Grüne Vorstösse im Kantonsparlament Luzern - Archiv 2016

Postulat über die Errichtung einer Beistandschaft oder Vormundschaft für unbegleitete minderjährige Kinder und Jugendliche aus dem Asylbereich

Archiv: 21. Juni 2016

Wir beauftragen den Regierungsrat, Massnahmen zu prüfen, dass für die «mineurs non accompagnés» (MNA) nach der Zuweisung in den Kanton Luzern so rasch als möglich eine Beistandschaft oder Vormundschaft errichtet wird. Weiter regen wir an, den im Kanton Luzern verwendeten Begriff der unbegleiteten Minderjährigen (UMA) mit dem Begriff der «mineurs non accompagnés» (MNA) zu ersetzen.

Begründung:
Am 20. Mai 2016 hat die Konferenz der kantonalen Sozialdirektorinnen und Sozialdirektoren (SODK) zuhanden der Kantone diverse Empfehlungen bezüglich den unbegleiteten minderjährigen Kindern und Jugendlichen aus dem Asylbereich verfasst. Unter anderem wurde festgehalten, dass für die MNA eine Beistandschaft beziehungsweise Vormundschaft zu errichten sei.

Unbegleitete minderjährige Kinder und Jugendliche aus dem Asylbereich, sogenannte «mineurs non accompagnés» (MNA), haben aufgrund ihres Alters sowie des Umstandes, dass sie ohne Sorgerechtsberechtigte in der Schweiz sind und teilweise im Asylprozess stehen, besondere Schutzbedürfnisse. Sie sind aus diesen Gründen auch speziell gefährdet, Opfer von Menschenhandel, weiteren Formen der Ausbeutung, organisierter Kriminalität oder anderen illegalen Tätigkeiten zu werden. Zudem sind MNA aufgrund ihrer Fluchterfahrungen oft traumatisiert.

Aufgrund der markanten Zunahme der Asylgesuche von unbegleiteten minderjährigen Kindern und Jugendlichen seit 2014 sah sich das Staatssekretariat für Migration (SEM) gezwungen, diese Personen ab Frühjahr 2015 ohne Berücksichtigung der Alterskategorien gemäss dem Verteilschlüssel auf alle Kantone zu verteilen. Diese Massnahme hat zur Folge, dass auch Kantone, die bis dahin noch nicht über die entsprechende Infrastruktur oder Lösungen verfügten, künftig eine den Bedürfnissen entsprechende Unterbringung, Betreuung und gesetzliche Vertretung von MNA sicherzustellen haben. Aktuell gehen die Kantone sehr unterschiedlich auf die spezifischen Bedürfnisse von unbegleiteten minderjährigen Kindern und Jugendlichen aus dem Asylbereich ein. Im Kanton Luzern werden den MNA Vertrauenspersonen an die Seite gestellt, jedoch wird keine Beistandschaft oder Vormundschaft für diese Kinder errichtet. Die Ernennung einer Vertrauensperson ist nicht als eine andere Lösung, sondern als temporäre Massnahme bis zur schnellstmöglichen Ernennung einer Beiständin oder eines Beistandes beziehungsweise einer Vormundin oder eines Vormundes zu sehen.
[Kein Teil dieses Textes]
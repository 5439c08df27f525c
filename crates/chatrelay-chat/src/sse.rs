//! Line framing for upstream event streams.
//!
//! Network reads do not respect line boundaries, so bytes are buffered until
//! a `\n` arrives. Complete lines are reduced to their payload: `data:` fields
//! are unwrapped, other SSE fields and comments are dropped, and bare lines
//! (newline-delimited JSON) pass through unchanged.

/// Incremental splitter from raw body bytes to payload lines.
#[derive(Debug, Default)]
pub struct LineFramer {
    buffer: Vec<u8>,
    finished: bool,
}

impl LineFramer {
    /// Feed bytes, returning every payload line completed by them.
    pub fn push(&mut self, bytes: &[u8]) -> Vec<String> {
        self.buffer.extend_from_slice(bytes);

        let mut lines = Vec::new();
        while let Some(pos) = self.buffer.iter().position(|&b| b == b'\n') {
            let raw: Vec<u8> = self.buffer.drain(..=pos).collect();
            if let Some(payload) = frame_line(&String::from_utf8_lossy(&raw)) {
                lines.push(payload);
            }
        }
        lines
    }

    /// Flush a trailing line that was not newline-terminated.
    pub fn finish(&mut self) -> Vec<String> {
        self.finished = true;
        let raw = std::mem::take(&mut self.buffer);
        frame_line(&String::from_utf8_lossy(&raw))
            .into_iter()
            .collect()
    }

    pub fn is_finished(&self) -> bool {
        self.finished
    }
}

/// Reduce one raw line to its payload, or `None` if it carries nothing.
pub fn frame_line(raw: &str) -> Option<String> {
    let line = raw.trim();
    if line.is_empty() || line.starts_with(':') {
        return None;
    }
    if let Some(data) = line.strip_prefix("data:") {
        let data = data.trim();
        return if data.is_empty() {
            None
        } else {
            Some(data.to_string())
        };
    }
    if ["event:", "id:", "retry:"]
        .iter()
        .any(|field| line.starts_with(field))
    {
        return None;
    }
    Some(line.to_string())
}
Unbegleitete minderjährige Kinder und Jugendliche aus dem Asylbereich sind in erster Linie minderjährige Personen und sind nicht wie «de-facto Erwachsene» zu behandeln. Im Umgang mit MNA ist bei allen staatlichen Massnahmen das übergeordnete Kindesinteresse, das Kindeswohl und der Kindesschutz vorrangig zu wahren. Die Behörden sollen bei ihren Handlungen eine Unterbringung, Betreuung und gesetzliche Vertretung zur Verfügung stellen, die den spezifischen Bedürfnissen der MNA - auch nach Schutz und Beistand - Rechnung trägt.